No Laboratório de Engenharia de Cultivos Celulares
do Instituto Alberto Luiz Coimbra de Pós-graduação e Pesquisa de Engenharia da
Universidade Federal do Rio de Janeiro (Coppe/UFRJ), uma equipe coordenada por
Leda Castilho conseguiu produzir uma proteína — a S —, que se assemelha à
spike. “Ela mostrou-se muito efetiva para estimular a produção de anticorpos em
cavalos, com uma quantidade muito maior do que a encontrada em humanos que já
contraíram a covid-19”, conta a cientista. De acordo com a pesquisadora, como ainda
não há tratamento específico para a doença, os anticorpos produzidos pelos
animais representam uma esperança de terapia para os pacientes.
Os testes, que envolveram pesquisadores de diversas
instituições do Rio e tiveram financiamento da Fundação de Amparo à Pesquisa do
Estado do Rio de Janeiro (Faperj), começaram em 27 de março, na Fazenda Vital
Brazil, em Cachoeiras de Macacu, no interior fluminense. Cinco cavalos foram
inoculados com a proteína S e, a cada semana, os cientistas faziam exames de
sangue para detectar os níveis de anticorpos produzidos. O presidente do
Instituto Vital Brazil, órgão do governo do Estado do Rio, e um dos
pesquisadores, Adilson Stolet, conta que o processo é seguro e não coloca os
equinos em risco. “Já fazemos o soro contra a raiva, por exemplo, que também é
um vírus”, exemplifica. “O experimento com o plasma dos cavalos permite que o
tratamento seja produzido em grande escala. Os animais não sofrem com a
retirada de plasma”, afirma.
Jerson
Lima, presidente da Faperj e um dos autores do estudo, apresentou, ontem à
noite, o resultado aos colegas da Academia Nacional de Medicina. No evento,
transmitido on-line, ele disse que, depois do sétimo dia de inoculação, a
resposta imune dos cavalos foi pouca. “Após a segunda inoculação, aumentou e, à
medida que as semanas se passaram, foi algo impressionante. No 42º dia, havia
perto de 1 milhão (de anticorpos produzidos).
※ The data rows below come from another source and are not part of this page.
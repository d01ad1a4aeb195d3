//! Finding the rest of the cluster from a seed connection.

use async_trait::async_trait;
use cassandra_cql::frame::response::result::Row;
use std::net::IpAddr;
use tracing::{debug, warn};

use super::Connection;
use crate::errors::QueryError;
use crate::response::QueryResult;

const LOCAL_DATA_CENTER: &str = "SELECT data_center FROM system.local WHERE key='local'";
const PEERS: &str = "SELECT peer, data_center, rpc_address FROM system.peers";

/// Source of the addresses of nodes beyond the seeds.
///
/// Only addresses are returned: every node is expected to listen on the
/// client's configured port.
#[async_trait]
pub trait PeerDiscovery: std::fmt::Debug + Send + Sync {
    async fn discover(&self, seed: &Connection) -> Result<Vec<IpAddr>, QueryError>;
}

/// Reads `system.peers` and keeps the peers in the seed's data center.
///
/// `rpc_address` is preferred, `peer` is used when the former is the
/// unspecified address.
#[derive(Debug, Default, Clone, Copy)]
pub struct SystemPeersDiscovery;

/// Connects to the seed nodes only.
#[derive(Debug, Default, Clone, Copy)]
pub struct NoPeerDiscovery;

#[async_trait]
impl PeerDiscovery for NoPeerDiscovery {
    async fn discover(&self, _seed: &Connection) -> Result<Vec<IpAddr>, QueryError> {
        Ok(Vec::new())
    }
}

fn column<'a>(result: &QueryResult, row: &'a Row, name: &str) -> Option<&'a cassandra_cql::CqlValue> {
    let (idx, _) = result.get_column_spec(name)?;
    row.columns.get(idx)?.as_ref()
}

fn local_data_center(result: &QueryResult) -> Option<String> {
    let row = result.first_row()?;
    column(result, row, "data_center")?
        .as_text()
        .map(str::to_owned)
}

fn peer_addresses(result: &QueryResult, data_center: Option<&str>) -> Vec<IpAddr> {
    let Some(rows) = &result.rows else {
        return Vec::new();
    };

    rows.iter()
        .filter(|row| {
            let peer_dc = column(result, row, "data_center").and_then(|v| v.as_text());
            match (data_center, peer_dc) {
                (Some(local), Some(peer)) => local == peer,
                _ => true,
            }
        })
        .filter_map(|row| {
            let rpc_address = column(result, row, "rpc_address").and_then(|v| v.as_inet());
            let peer = column(result, row, "peer").and_then(|v| v.as_inet());
            match rpc_address {
                Some(address) if !address.is_unspecified() => Some(address),
                _ => {
                    if peer.is_none() {
                        warn!("system.peers has a row without any address, skipping it");
                    }
                    peer
                }
            }
        })
        .collect()
}

#[async_trait]
impl PeerDiscovery for SystemPeersDiscovery {
    async fn discover(&self, seed: &Connection) -> Result<Vec<IpAddr>, QueryError> {
        let local = seed.query_unpaged(LOCAL_DATA_CENTER).await?;
        let data_center = local_data_center(&local);
        let peers = seed.query_unpaged(PEERS).await?;

        let addresses = peer_addresses(&peers, data_center.as_deref());
        debug!(
            seed = %seed.connect_address(),
            data_center = data_center.as_deref().unwrap_or("unknown"),
            peers = ?addresses,
            "Discovered peers"
        );
        Ok(addresses)
    }
}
Fiquei com inveja porque tive
covid-19 e nunca produzi anticorpos”, brincou.
Testes
clínicos: O experimento durou 70 dias. “O próximo passo era verificar se esses
anticorpos se mantinham depois que o plasma fosse processado”, relatou. Ao ser
retirado dos animais, o sangue tem de ser purificado, e os anticorpos,
isolados, um processo que pode perder parte das proteínas produzidas. “Vimos
que, mesmo com o plasma processado, conseguimos quantidades acima de 100 mil.”
Segundo Lima, a “questão de um milhão de dólares” foi saber se essas
substâncias conseguiriam neutralizar o vírus. “Foi surpreendente verificar a
alta capacidade de inativação do Sars-CoV-2”, comemorou.
Assim
como Vital Brazil fez há 101 anos, a equipe de pesquisadores já patenteou a
tecnologia e está em fase de organização dos testes clínicos, que dependem da
aprovação da Agência Nacional de Vigilância Sanitária (Anvisa) e do Ministério
da Saúde. O cientista contou que a capacidade de produção dos anticorpos e do
soro é alta. Atualmente, há 10 cavalos para essa pesquisa no Instituto Vital
Brazil. Enquanto o órgão pode processar grandes quantidades de plasma, o Coppe
da UFRJ também fabrica a proteína S em larga escala.